HEAVY SKY - The United Gardens of Venus

When it became clear that Mars would not offer a viable colony world, plans for an artificial satellite colony in the orbit of Earth's other neighbor, Venus, emerged. Today, the Hanging Gardens of Seramis are home to roughly ten million inhabitants. Getting there is easy enough, but living there is expensive and requires good connections. The Venusian industries specialize in genetic alteration and modification. Many of the gene mods allowing humans to live on Mars long term originate from Seramis.

While Mars has an atmosphere that is easily terraformable but lacks gravity suitable for Earth-born life, Venus indeed has sufficient gravity, but its atmosphere is extremely inhospitable. Venus is hot, has high levels of atmospheric pressure at the surface, and if those two issues were not bad enough, its atmosphere is also corrosively acidic. But with Earth becoming less and less hospitable, more extreme solutions for an escape of humankind became increasingly viable, especially as Mars' colonial endeavor floundered due to the issues the human body developed from long term exposure to Martian gravity. Hundred and fifty years ago, the Seramis Project began to construct a beachhead at Venus' L1 point. The Seramis Project built refineries and factories around the station, which were fed from the heavy mineral extraction operations on Mercury.

The result was a "hanging garden" colony in Venus' upper atmosphere. The colony was close enough to the surface to benefit from the planet's Earth-like gravity, but high enough in the atmosphere to dodge the toxic, corrosive gases, extreme heat and pressure. Seramis Secundus, the hanging gardens in Venus' low orbit, are tethered to the massive counterweight of Seramis Primus in high orbit, which keeps the colony afloat. What really spurred the growth of the Seramis Project was the Bracer War, in which Earth's orbital habitats destroyed each other in a cataclysmic conflict that rendered Earth nigh inapproachable through space flight for decades. The hyper-rich survivors of the war first fled to the Lunar surface, regrouping and re-arranging. Deeming Mars' social atmosphere too volatile, most Old Bracers chose Seramis as their new home, unwilling to stay on Luna or returning to Earth. Many of these ultra wealthy people ordered new expansions of Seramis built, willing to wait patiently in hypersleep stasis until their new domiciles were completed.

Seramis today is more than just a single colony, but a collection of floating city states, home to some ten million biological humans. Collectively these city states call themselves The United Gardens of Venus. Each colony operates in the same way that Seramis Prime and Secundus pioneered: a massive space port with largely automated manufacturing facilities as a counterweight to an equally massive colony, suspended in Venus' upper atmosphere. The colonies are ruled by a council of leading families who each can lay claim to significant parts of the colonies' physical infrastructure. Most of the Venusian economy is based on human improvement technology, especially genetic engineering, as well as on constant expansion of the colonial project, renting out - and in some cases selling off - newly built habitat space to those Earthlings and their companies that can afford the steep prices.

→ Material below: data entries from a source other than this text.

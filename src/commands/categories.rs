// Copyright (c) AlphaVelocity.
// All rights reserved.
//
// This source code is licensed under the license found in the
// LICENSE file in the root directory of this source tree.

use crate::catalog::{CATEGORIES, QUICK_COMMERCE_KEYWORDS};
use crate::utils::pretty_table;
use anyhow::Result;

pub fn handle() -> Result<()> {
    let rows = CATEGORIES
        .iter()
        .map(|t| vec![t.emoji.to_string(), t.key.to_string()])
        .collect();
    println!("{}", pretty_table(&["", "Category"], rows));
    println!(
        "Quick-commerce keywords: {}",
        QUICK_COMMERCE_KEYWORDS.join(", ")
    );
    Ok(())
}
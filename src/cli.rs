// Copyright (c) 2025 Soumyadip Sarkar.
// All rights reserved.
//
// This source code is licensed under the license found in the
// LICENSE file in the root directory of this source tree.

use clap::{Arg, ArgAction, Command, value_parser};

fn json_flags(cmd: Command) -> Command {
    cmd.arg(
        Arg::new("json")
            .long("json")
            .action(ArgAction::SetTrue)
            .help("Print JSON"),
    )
    .arg(
        Arg::new("jsonl")
            .long("jsonl")
            .action(ArgAction::SetTrue)
            .conflicts_with("json")
            .help("Print one JSON object per line"),
    )
}

fn period_args(cmd: Command) -> Command {
    cmd.arg(
        Arg::new("month")
            .long("month")
            .help("Month filter: 1-12, YYYY-MM or 'all'"),
    )
    .arg(Arg::new("year").long("year").help("Year filter or 'all'"))
}

pub fn build_cli() -> Command {
    Command::new("bareminimum")
        .about("BareMinimum: expense profiles, UPI alerts, investments and cloud sync")
        .version(env!("CARGO_PKG_VERSION"))
        .arg(
            Arg::new("profile")
                .long("profile")
                .short('p')
                .global(true)
                .help("Use this local profile instead of the signed-in user's records"),
        )
        .subcommand(Command::new("init").about("Create the local store"))
        .subcommand(
            Command::new("profile")
                .about("Local profiles")
                .subcommand(Command::new("new").arg(Arg::new("name").required(true)))
                .subcommand(Command::new("list"))
                .subcommand(Command::new("use").arg(Arg::new("name").required(true)))
                .subcommand(
                    Command::new("rm")
                        .arg(Arg::new("name").required(true))
                        .arg(
                            Arg::new("yes")
                                .long("yes")
                                .action(ArgAction::SetTrue)
                                .help("Confirm deleting the profile and all its data"),
                        ),
                ),
        )
        .subcommand(
            Command::new("expense")
                .visible_alias("tx")
                .about("Record and manage expenses")
                .subcommand(
                    Command::new("add")
                        .allow_negative_numbers(true)
                        .arg(Arg::new("amount").required(true).help("Amount in ₹"))
                        .arg(
                            Arg::new("mode")
                                .long("mode")
                                .short('m')
                                .help("UPI|Cash|Card|Netbanking (default UPI)"),
                        )
                        .arg(Arg::new("merchant").long("merchant"))
                        .arg(Arg::new("category").long("category").short('c'))
                        .arg(Arg::new("note").long("note")),
                )
                .subcommand(json_flags(period_args(
                    Command::new("list")
                        .arg(
                            Arg::new("sort")
                                .long("sort")
                                .default_value("newest")
                                .help("newest|oldest"),
                        )
                        .arg(
                            Arg::new("limit")
                                .long("limit")
                                .value_parser(value_parser!(usize)),
                        ),
                )))
                .subcommand(Command::new("rm").arg(Arg::new("id").required(true)))
                .subcommand(
                    Command::new("mode")
                        .arg(Arg::new("id").required(true))
                        .arg(Arg::new("mode").required(true)),
                )
                .subcommand(Command::new("cash").arg(Arg::new("id").required(true)))
                .subcommand(Command::new("undo").about("Remove the most recently added expense"))
                .subcommand(json_flags(
                    Command::new("merchants")
                        .about("Merchants seen so far, most recent first")
                        .arg(
                            Arg::new("limit")
                                .long("limit")
                                .value_parser(value_parser!(usize)),
                        ),
                )),
        )
        .subcommand(json_flags(period_args(
            Command::new("summary").about("Totals, UPI alert and category breakdown"),
        )))
        .subcommand(json_flags(
            Command::new("analytics")
                .about("Category shares, monthly trend and portfolio")
                .arg(Arg::new("month").long("month").help("YYYY-MM (default: current)"))
                .arg(
                    Arg::new("months")
                        .long("months")
                        .value_parser(value_parser!(u16).range(1..=120))
                        .default_value("6"),
                ),
        ))
        .subcommand(
            Command::new("invest")
                .about("Investments (stored remotely)")
                .subcommand(
                    Command::new("add")
                        .allow_negative_numbers(true)
                        .arg(Arg::new("type").long("type").short('t').required(true))
                        .arg(Arg::new("amount").long("amount").required(true))
                        .arg(Arg::new("current").long("current").required(true))
                        .arg(Arg::new("return").long("return").default_value("12"))
                        .arg(Arg::new("date").long("date").help("YYYY-MM-DD (default: today)"))
                        .arg(Arg::new("name").long("name"))
                        .arg(Arg::new("notes").long("notes")),
                )
                .subcommand(json_flags(Command::new("list")))
                .subcommand(json_flags(Command::new("summary")))
                .subcommand(Command::new("types")),
        )
        .subcommand(
            Command::new("auth")
                .about("Sign in to the hosted backend")
                .subcommand(
                    Command::new("login")
                        .arg(Arg::new("email").long("email").required(true))
                        .arg(Arg::new("password").long("password").required(true)),
                )
                .subcommand(Command::new("logout"))
                .subcommand(Command::new("whoami")),
        )
        .subcommand(
            Command::new("sync")
                .about("Reconcile local and remote expenses")
                .subcommand(Command::new("pull").about("Merge remote records into the local list"))
                .subcommand(Command::new("push").about("Upload unsynced records, then pull")),
        )
        .subcommand(
            Command::new("config")
                .subcommand(
                    Command::new("set-remote")
                        .arg(Arg::new("url").long("url").required(true))
                        .arg(Arg::new("key").long("key").required(true)),
                )
                .subcommand(Command::new("show"))
                .subcommand(Command::new("upi-limit").arg(Arg::new("amount").required(true))),
        )
        .subcommand(
            Command::new("export").subcommand(
                Command::new("expenses")
                    .arg(
                        Arg::new("format")
                            .long("format")
                            .default_value("csv")
                            .help("csv|json"),
                    )
                    .arg(Arg::new("out").long("out").required(true)),
            ),
        )
        .subcommand(Command::new("categories").about("Category catalog and keyword lists"))
}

The United Gardens collaborate on a long-term project that has several prongs: to turn Venus into a habitable planet for close-baseline biological humans. The Venusian Transformation Effort is the biggest source of employment on Seramis, and a gargantuan, collective project. The first steps are in progress: the cooling of the planet's surface and sequestration of greenhouse gases. Large space mirrors are created around the planet to divert sunlight - and generate electric energy. Many of those double as solar power plants for the Hanging Gardens. Meanwhile, the genetic engineering industry is hard at work, tinkering with Earthling organisms in order to adapt them to life in environments that are generally more hostile than Earth's.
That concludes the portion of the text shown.